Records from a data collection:
----

//! u-blox SARA-R4 cellular modem driver
//!
//! Drives the module over its AT command interface and its `PWR_ON` power
//! key. One command is in flight at a time: every exchange borrows the
//! driver mutably.
//!
//! Failure model:
//! - A command that times out or answers `ERROR` is an expected outcome. It
//!   is logged and reported as `false` or an empty [`Response`].
//! - [`ModemError`] is reserved for transport/pin faults, file uploads the
//!   module did not confirm, and transmit requests to a module that never
//!   came up.

mod clock;
mod config;
mod error;

use core::fmt::Write as _;

use datalogger_hal::time::Duration;
use datalogger_hal::FlexPin;
use embedded_io::{Read, ReadReady, Write};
use heapless::String;

use crate::payload::{watershed_json, MergedReadings};
use crate::protocol::{AtFraming, CommandPort, Completion, Framing, Response};
use crate::runtime::Handle;

pub use clock::{parse_cclk, NetworkTime};
pub use config::{ModemConfig, NetworkPolicy};
pub use error::ModemError;

/// `+CSQ` value for "not known or not detectable"
pub const SIGNAL_UNKNOWN: u8 = 99;

/// Strongest `+CSQ` reading
pub const SIGNAL_MAX: u8 = 31;

/// Longest command line, `AT` prefix included
pub const MAX_COMMAND_LEN: usize = 2560;

type Command = String<MAX_COMMAND_LEN>;

pub type Imei = String<16>;

/// Where the module is in its life cycle
#[derive(Debug, Clone, Copy, PartialEq, Eq)]
#[cfg_attr(feature = "defmt", derive(defmt::Format))]
pub enum ModemState {
    Off,
    /// Power pulse sent, waiting for the greeting
    Booting,
    /// Answers AT commands
    Operational,
    /// Waiting for an IP address
    Registering,
    /// Has an IP address (or is assumed to)
    Registered,
    MqttConnected,
    HttpReady,
}

fn command(args: core::fmt::Arguments<'_>) -> Result<Command, ModemError> {
    let mut line = Command::new();
    line.write_fmt(args)
        .map_err(|_| ModemError::CommandTooLong)?;
    Ok(line)
}

/// First number of a `+CSQ: <rssi>,<qual>` value
fn parse_signal_power(value: &str) -> Option<u8> {
    let rssi = value.split(',').next()?.trim().parse::<u8>().ok()?;
    (rssi <= SIGNAL_MAX || rssi == SIGNAL_UNKNOWN).then_some(rssi)
}

/// Signal power as a percentage of the strongest reading
pub fn coverage_percent(signal_power: u8) -> Option<u8> {
    (signal_power <= SIGNAL_MAX).then(|| (u16::from(signal_power) * 100 / u16::from(SIGNAL_MAX)) as u8)
}

pub struct Modem<S, P> {
    port: CommandPort<S, AtFraming>,
    power_key: P,
    handle: Handle,
    config: ModemConfig,
    state: ModemState,
    has_serial: bool,
    has_network: bool,
    signal_power: u8,
}
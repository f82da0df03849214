//! SDI-12 sensor bus driver
//!
//! One bus, many addressed sensors, one transaction at a time. The bus lock
//! is held for a whole measurement phase, the sensor's conversion delay
//! included, so concurrent [`Sdi12Bus::read_sensor`] calls serialize.
//!
//! A transaction: break and mark to wake the line, write `<address><cmd>!`,
//! turn the line around, drop our own echo, then wait for one CRLF
//! terminated reply. Silence is retried with a longer wait each attempt; a
//! reply from the wrong address is retried as a new transaction.

mod error;
mod response;

use core::cell::Cell;
use core::fmt::Write as _;

use datalogger_hal::serial::LineConfig;
use datalogger_hal::time::{Duration, Instant};
use datalogger_hal::FlexPin;
use embassy_sync::blocking_mutex::raw::NoopRawMutex;
use embassy_sync::mutex::Mutex;
use embedded_hal::delay::DelayNs;
use embedded_io::{Read, ReadReady, Write};
use heapless::{LinearMap, String};

use crate::config::{Address, ReadingName, SensorConfig, MAX_READINGS};
use crate::protocol::{CommandPort, Response, Sdi12Framing};
use crate::runtime::Handle;

pub use error::Sdi12Error;
pub use response::{
    crc16, encode_crc, parse_measure_reply, parse_values, strip_crc, MeasureReply, Values,
    MAX_VALUES,
};

/// Address query, valid only with a single sensor on the bus
pub const ADDRESS_QUERY: &str = "?!";

/// Reading name to scaled value
pub type Readings = LinearMap<ReadingName, f32, MAX_READINGS>;

type Command = String<16>;

/// Line timing and retry policy
#[derive(Debug, Clone)]
pub struct BusTiming {
    /// UART framing the BSP must set up
    pub line: LineConfig,
    /// Break (spacing) that wakes every sensor, microseconds
    pub break_us: u32,
    /// Marking after the break, microseconds
    pub mark_us: u32,
    /// Wait for the first reply byte on attempt one; attempt `n` waits `n` times this
    pub response_timeout: Duration,
    /// Time allowed for a started reply to reach its CRLF
    pub line_timeout: Duration,
    /// Transactions per command before giving up on silence
    pub attempts: u32,
    /// Pause between attempts
    pub retry_delay: Duration,
    /// Repeats of a command answered by the wrong address
    pub address_retries: u32,
    /// Added to a sensor's boot-up time before it is first addressed
    pub boot_margin: Duration,
}

impl Default for BusTiming {
    fn default() -> Self {
        Self {
            line: LineConfig::seven_e_one(1200),
            break_us: 25_000,
            mark_us: 8_333,
            response_timeout: Duration::millis(500),
            line_timeout: Duration::millis(500),
            attempts: 3,
            retry_delay: Duration::millis(50),
            address_retries: 3,
            boot_margin: Duration::secs(1),
        }
    }
}

/// Pins of the SDI-12 level shifter
pub struct BusPins<P> {
    /// Low transmits, high receives
    pub dir: P,
    /// Holds the data line during break and mark
    pub force_out: P,
    /// Sensor power rail
    pub enable: P,
}

/// Everything [`Sdi12Bus::release`] hands back
pub struct BusParts<S, P, D> {
    pub serial: S,
    pub pins: BusPins<P>,
    pub delay: D,
}

/// State only the lock holder may touch
struct Line<S, P, D> {
    port: CommandPort<S, Sdi12Framing>,
    dir: P,
    force_out: P,
    delay: D,
}

impl<S, P, D> Line<S, P, D>
where
    S: Read + Write + ReadReady,
    P: FlexPin,
    D: DelayNs,
{
    fn wake(&mut self, timing: &BusTiming) -> Result<(), Sdi12Error> {
        self.force_out.set_low().map_err(|_| Sdi12Error::Pin)?;
        self.dir.set_low().map_err(|_| Sdi12Error::Pin)?;
        self.delay.delay_us(timing.break_us);
        self.force_out.set_high().map_err(|_| Sdi12Error::Pin)?;
        self.delay.delay_us(timing.mark_us);
        Ok(())
    }

    /// Send and turn the line around once the last character is out
    fn transmit(&mut self, command: &str, timing: &BusTiming) -> Result<(), Sdi12Error> {
        self.port.send(command).map_err(|_| Sdi12Error::Serial)?;
        self.delay
            .delay_us(timing.line.char_time_us() * command.len() as u32);
        self.dir.set_high().map_err(|_| Sdi12Error::Pin)?;
        let echo = self.port.discard_input().map_err(|_| Sdi12Error::Serial)?;
        trace!("Dropped {} echoed bytes", echo);
        Ok(())
    }
}

pub struct Sdi12Bus<S, P, D> {
    line: Mutex<NoopRawMutex, Line<S, P, D>>,
    enable: P,
    handle: Handle,
    timing: BusTiming,
    awake: Cell<bool>,
    woke_at: Cell<Option<Instant>>,
}

impl<S, P, D> Sdi12Bus<S, P, D>
where
    S: Read + Write + ReadReady,
    P: FlexPin,
    D: DelayNs,
{
    /// Take the transport and pins. The sensor rail starts off.
    pub fn new(
        serial: S,
        pins: BusPins<P>,
        delay: D,
        handle: Handle,
        timing: BusTiming,
    ) -> Result<Self, Sdi12Error> {
        let BusPins {
            dir,
            force_out,
            mut enable,
        } = pins;
        enable.set_low().map_err(|_| Sdi12Error::Pin)?;
        Ok(Self {
            line: Mutex::new(Line {
                port: CommandPort::new(serial, handle.clone()),
                dir,
                force_out,
                delay,
            }),
            enable,
            handle,
            timing,
            awake: Cell::new(false),
            woke_at: Cell::new(None),
        })
    }

    pub fn is_awake(&self) -> bool {
        self.awake.get()
    }

    /// Power the sensor rail. Returns when it was switched on.
    pub fn wake_sensors(&mut self) -> Result<Instant, Sdi12Error> {
        if let (true, Some(at)) = (self.awake.get(), self.woke_at.get()) {
            warn!("Sensors already on");
            return Ok(at);
        }
        info!("Booting all sensors");
        self.enable.set_high().map_err(|_| Sdi12Error::Pin)?;
        let now = self.handle.now();
        self.awake.set(true);
        self.woke_at.set(Some(now));
        Ok(now)
    }

    pub fn sleep_sensors(&mut self) -> Result<(), Sdi12Error> {
        if !self.awake.get() {
            warn!("Sensors already off");
            return Ok(());
        }
        info!("Turning off all sensors");
        self.enable.set_low().map_err(|_| Sdi12Error::Pin)?;
        self.awake.set(false);
        Ok(())
    }

    fn check_awake(&self) -> Result<(), Sdi12Error> {
        if self.awake.get() {
            Ok(())
        } else {
            error!("Sensors are asleep and must not be accessed");
            Err(Sdi12Error::SensorsAsleep)
        }
    }

    /// Wait until `bootup_secs` (plus margin) have passed since the rail came up
    async fn wait_for_boot(&self, bootup_secs: u32) {
        let Some(woke_at) = self.woke_at.get() else {
            return;
        };
        let ready_at = woke_at + Duration::secs(u64::from(bootup_secs));
        let now = self.handle.now();
        if now <= ready_at {
            let wait = (ready_at - now) + self.timing.boot_margin;
            info!("Waiting {} ms for sensor to be ready", wait.ticks());
            self.handle.sleep(wait).await;
        }
    }

    /// One command, retried on silence. The caller holds the lock.
    async fn exchange(&self, line: &mut Line<S, P, D>, command: &str) -> Result<Response, Sdi12Error> {
        for attempt in 1..=self.timing.attempts {
            line.wake(&self.timing)?;
            line.transmit(command, &self.timing)?;

            let limit = Duration::millis(self.timing.response_timeout.ticks() * u64::from(attempt));
            let ready = self
                .handle
                .timeout(limit, self.handle.readable(line.port.serial_mut()))
                .await;
            match ready {
                Ok(Ok(())) => {
                    let reply = line
                        .port
                        .read_until_terminal(self.timing.line_timeout)
                        .await
                        .map_err(|_| Sdi12Error::Serial)?;
                    if reply.is_ok() && !reply.is_empty() {
                        info!("Read data from SDI-12: {}", reply.as_str());
                        return Ok(reply);
                    }
                    error!("Incomplete reply to {}: {}", command, reply.as_str());
                }
                Ok(Err(_)) => return Err(Sdi12Error::Serial),
                Err(_) => error!("No response to {} on attempt {}", command, attempt),
            }
            self.handle.sleep(self.timing.retry_delay).await;
        }
        Err(Sdi12Error::NoResponse {
            address: command.chars().next().unwrap_or('?'),
        })
    }

    /// [`exchange`](Self::exchange) until the reply comes from `address`
    async fn addressed(
        &self,
        line: &mut Line<S, P, D>,
        command: &str,
        address: Address,
    ) -> Result<Response, Sdi12Error> {
        let expected = address.as_char();
        let mut retries = 0;
        loop {
            let reply = self.exchange(line, command).await?;
            let received = reply.as_str().chars().next().unwrap_or('?');
            if received == expected {
                return Ok(reply);
            }
            debug!(
                "Received response from sensor {}. Expected sensor {}",
                received, expected
            );
            if retries >= self.timing.address_retries {
                error!("Sensor {} never answered {}", expected, command);
                return Err(Sdi12Error::AddressMismatch { expected, received });
            }
            retries += 1;
        }
    }

    fn data_values(reply: &Response, crc: bool) -> Result<Values, Sdi12Error> {
        let line = reply.tokens().next().unwrap_or("");
        let line = if crc { strip_crc(line)? } else { line };
        // Address already checked
        parse_values(line.get(1..).unwrap_or(""))
    }

    /// Take one measurement and return the configured readings, scaled.
    ///
    /// Fails with [`Sdi12Error::SensorsAsleep`] before touching the bus if
    /// the rail is off.
    pub async fn read_sensor(&self, sensor: &SensorConfig) -> Result<Readings, Sdi12Error> {
        self.check_awake()?;
        info!("Reading sensor: {}", sensor.name.as_str());
        self.wait_for_boot(sensor.bootup_time).await;

        let address = sensor.address;
        let mut command = Command::new();
        let suffix = if sensor.crc { "C" } else { "" };
        write!(command, "{}M{}!", address, suffix).map_err(|_| Sdi12Error::InvalidCommand)?;

        let measure = {
            let mut line = self.line.lock().await;
            let reply = self.addressed(&mut line, &command, address).await?;
            let measure = parse_measure_reply(reply.as_str())?;
            if measure.delay_secs > 0 {
                debug!("Sensor {} converting for {} s", address.as_char(), measure.delay_secs);
                self.handle
                    .sleep(Duration::secs(u64::from(measure.delay_secs)))
                    .await;
            }
            measure
        };

        let wanted = usize::from(measure.count).min(sensor.max_index());
        let mut values = Values::new();
        let mut data_index = 0;
        while values.len() < wanted && data_index <= 9 {
            command.clear();
            write!(command, "{}D{}!", address, data_index).map_err(|_| Sdi12Error::InvalidCommand)?;
            let reply = {
                let mut line = self.line.lock().await;
                self.addressed(&mut line, &command, address).await?
            };
            let parsed = Self::data_values(&reply, sensor.crc)?;
            if parsed.is_empty() {
                warn!("Sensor {} has no more values after {}", address.as_char(), values.len());
                break;
            }
            for value in parsed {
                if values.push(value).is_err() {
                    break;
                }
            }
            data_index += 1;
            self.handle.yield_now().await;
        }

        let mut readings = Readings::new();
        for reading in &sensor.readings {
            let position = usize::from(reading.index).checked_sub(1);
            let Some(raw) = position.and_then(|i| values.get(i)) else {
                warn!("No value for reading {}", reading.name.as_str());
                continue;
            };
            if readings.insert(reading.name.clone(), reading.apply(*raw)).is_err() {
                warn!("Dropped reading {}", reading.name.as_str());
            }
        }
        Ok(readings)
    }

    /// Address of the only sensor on the bus (`?!`)
    pub async fn query_address(&self) -> Result<Address, Sdi12Error> {
        self.check_awake()?;
        let reply = {
            let mut line = self.line.lock().await;
            self.exchange(&mut line, ADDRESS_QUERY).await?
        };
        reply
            .as_str()
            .chars()
            .next()
            .and_then(|c| Address::new(c).ok())
            .ok_or(Sdi12Error::Malformed)
    }

    /// Send a raw command and return the reply as-is.
    ///
    /// For maintenance. The caller is responsible for boot-up time.
    pub async fn run_command(&self, command: &str) -> Result<Response, Sdi12Error> {
        self.check_awake()?;
        let addressed = command
            .chars()
            .next()
            .is_some_and(|c| c.is_ascii_alphanumeric() || c == '?');
        if !addressed || !command.ends_with('!') {
            return Err(Sdi12Error::InvalidCommand);
        }
        let mut line = self.line.lock().await;
        self.exchange(&mut line, command).await
    }

    /// Switch the rail off, float every bus pin and hand everything back
    pub fn release(mut self) -> BusParts<S, P, D> {
        if self.enable.set_low().is_err() {
            error!("Failed to switch off the sensor rail");
        }
        let Line {
            port,
            mut dir,
            mut force_out,
            delay,
        } = self.line.into_inner();
        if dir.set_floating().is_err()
            || force_out.set_floating().is_err()
            || self.enable.set_floating().is_err()
        {
            error!("Failed to float the bus pins");
        }
        BusParts {
            serial: port.into_inner(),
            pins: BusPins {
                dir,
                force_out,
                enable: self.enable,
            },
            delay,
        }
    }
}
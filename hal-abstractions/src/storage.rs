//! Durable storage for payloads that could not be transmitted

/// FIFO of unsent payloads, bounded by size on the medium
///
/// Backed by the SD card on hardware. Entries are opaque byte strings.
pub trait TransmitQueue {
    type Error: core::fmt::Debug;

    /// Append a payload to the tail
    fn push(&mut self, payload: &[u8]) -> Result<(), Self::Error>;

    /// Copy the oldest payload into `buf` without removing it.
    ///
    /// Returns the number of bytes copied, or `None` when the queue is empty.
    fn peek_oldest(&mut self, buf: &mut [u8]) -> Result<Option<usize>, Self::Error>;

    /// Remove the oldest payload
    fn pop_oldest(&mut self) -> Result<(), Self::Error>;

    /// Total bytes held by the queue
    fn size_bytes(&mut self) -> Result<usize, Self::Error>;
}
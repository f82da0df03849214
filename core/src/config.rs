//! Sensor configuration as handed over by the configuration provider

use heapless::{String, Vec};

/// Readings a single sensor may report (`aD0!`..`aD9!` carry at most this many)
pub const MAX_READINGS: usize = 9;

/// Sensors on one bus
pub const MAX_SENSORS: usize = 8;

pub type SensorName = String<32>;
pub type ReadingName = String<40>;
pub type Unit = String<8>;

/// Sensor configuration errors
#[derive(Debug, Clone, Copy, PartialEq, Eq)]
#[cfg_attr(feature = "defmt", derive(defmt::Format))]
pub enum ConfigError {
    /// Address outside `[A-Za-z0-9]`
    InvalidAddress(char),
    /// Record interval of zero minutes
    ZeroRecordInterval,
    /// Reading index outside 1..=MAX_READINGS
    InvalidReadingIndex(u8),
    /// More readings than a sensor can report
    TooManyReadings,
    /// Name or unit does not fit its buffer
    TextTooLong,
}

impl core::fmt::Display for ConfigError {
    fn fmt(&self, f: &mut core::fmt::Formatter<'_>) -> core::fmt::Result {
        match self {
            Self::InvalidAddress(c) => write!(f, "Invalid SDI-12 address {:?}", c),
            Self::ZeroRecordInterval => write!(f, "Record interval must be positive"),
            Self::InvalidReadingIndex(i) => write!(f, "Invalid reading index {}", i),
            Self::TooManyReadings => write!(f, "Too many readings"),
            Self::TextTooLong => write!(f, "Text too long"),
        }
    }
}

impl core::error::Error for ConfigError {}

/// SDI-12 sensor address, one of `[A-Za-z0-9]`
#[derive(Debug, Clone, Copy, PartialEq, Eq, Hash)]
#[cfg_attr(feature = "defmt", derive(defmt::Format))]
pub struct Address(u8);

impl Address {
    pub fn new(c: char) -> Result<Self, ConfigError> {
        if c.is_ascii_alphanumeric() {
            Ok(Self(c as u8))
        } else {
            Err(ConfigError::InvalidAddress(c))
        }
    }

    pub fn as_char(self) -> char {
        self.0 as char
    }
}

impl TryFrom<char> for Address {
    type Error = ConfigError;

    fn try_from(c: char) -> Result<Self, Self::Error> {
        Self::new(c)
    }
}

impl core::fmt::Display for Address {
    fn fmt(&self, f: &mut core::fmt::Formatter<'_>) -> core::fmt::Result {
        write!(f, "{}", self.as_char())
    }
}

fn text<const N: usize>(s: &str) -> Result<String<N>, ConfigError> {
    let mut out = String::new();
    out.push_str(s).map_err(|_| ConfigError::TextTooLong)?;
    Ok(out)
}

/// One value selected from a sensor's data replies
#[derive(Debug, Clone, PartialEq)]
pub struct ReadingConfig {
    /// Position in the concatenated `aD0!`, `aD1!`, ... values, 1-based
    pub index: u8,
    /// Applied first
    pub multiplier: f32,
    /// Applied after the multiplier
    pub offset: f32,
    pub unit: Unit,
    /// Key in the result map (a result UUID for MonitorMyWatershed)
    pub name: ReadingName,
}

impl ReadingConfig {
    pub fn new(name: &str, index: u8) -> Result<Self, ConfigError> {
        if index == 0 || usize::from(index) > MAX_READINGS {
            return Err(ConfigError::InvalidReadingIndex(index));
        }
        Ok(Self {
            index,
            multiplier: 1.0,
            offset: 0.0,
            unit: Unit::new(),
            name: text(name)?,
        })
    }

    pub fn scaled(mut self, multiplier: f32, offset: f32) -> Self {
        self.multiplier = multiplier;
        self.offset = offset;
        self
    }

    pub fn with_unit(mut self, unit: &str) -> Result<Self, ConfigError> {
        self.unit = text(unit)?;
        Ok(self)
    }

    /// `raw * multiplier + offset`, in that order
    pub fn apply(&self, raw: f32) -> f32 {
        raw * self.multiplier + self.offset
    }
}

/// One sensor on the SDI-12 bus
#[derive(Debug, Clone, PartialEq)]
pub struct SensorConfig {
    pub name: SensorName,
    pub address: Address,
    /// Seconds from rail power-up until the sensor answers
    pub bootup_time: u32,
    /// Minutes between recordings, always positive
    pub record_interval: u32,
    /// Alignment point of the recording grid, same clock as `now`
    pub first_record_at: i64,
    /// Request a CRC with every measurement (`aMC!`)
    pub crc: bool,
    pub enabled: bool,
    pub readings: Vec<ReadingConfig, MAX_READINGS>,
}

impl SensorConfig {
    pub fn new(name: &str, address: char, record_interval: u32) -> Result<Self, ConfigError> {
        let config = Self {
            name: text(name)?,
            address: Address::new(address)?,
            bootup_time: 0,
            record_interval,
            first_record_at: 0,
            crc: false,
            enabled: true,
            readings: Vec::new(),
        };
        config.validate()?;
        Ok(config)
    }

    pub fn with_bootup_time(mut self, seconds: u32) -> Self {
        self.bootup_time = seconds;
        self
    }

    pub fn with_first_record_at(mut self, at: i64) -> Self {
        self.first_record_at = at;
        self
    }

    pub fn with_crc(mut self, crc: bool) -> Self {
        self.crc = crc;
        self
    }

    pub fn with_reading(mut self, reading: ReadingConfig) -> Result<Self, ConfigError> {
        self.readings
            .push(reading)
            .map_err(|_| ConfigError::TooManyReadings)?;
        Ok(self)
    }

    /// Highest reading index the sensor must deliver
    pub fn max_index(&self) -> usize {
        self.readings
            .iter()
            .map(|r| usize::from(r.index))
            .max()
            .unwrap_or(0)
    }

    pub fn validate(&self) -> Result<(), ConfigError> {
        if self.record_interval == 0 {
            return Err(ConfigError::ZeroRecordInterval);
        }
        // Fields are public; re-check what `new` checked.
        Address::new(self.address.as_char())?;
        for reading in &self.readings {
            if reading.index == 0 || usize::from(reading.index) > MAX_READINGS {
                return Err(ConfigError::InvalidReadingIndex(reading.index));
            }
        }
        Ok(())
    }
}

----

◆ Exercise instructions ◆
For this exercise, please output exactly the lines above starting at the line with "let ready = self" and ending at the line with "if reply.is_ok() &&", ends included.

◆ Response box ◆
            let ready = self
                .handle
                .timeout(limit, self.handle.readable(line.port.serial_mut()))
                .await;
            match ready {
                Ok(Ok(())) => {
                    let reply = line
                        .port
                        .read_until_terminal(self.timing.line_timeout)
                        .await
                        .map_err(|_| Sdi12Error::Serial)?;
                    if reply.is_ok() && !reply.is_empty() {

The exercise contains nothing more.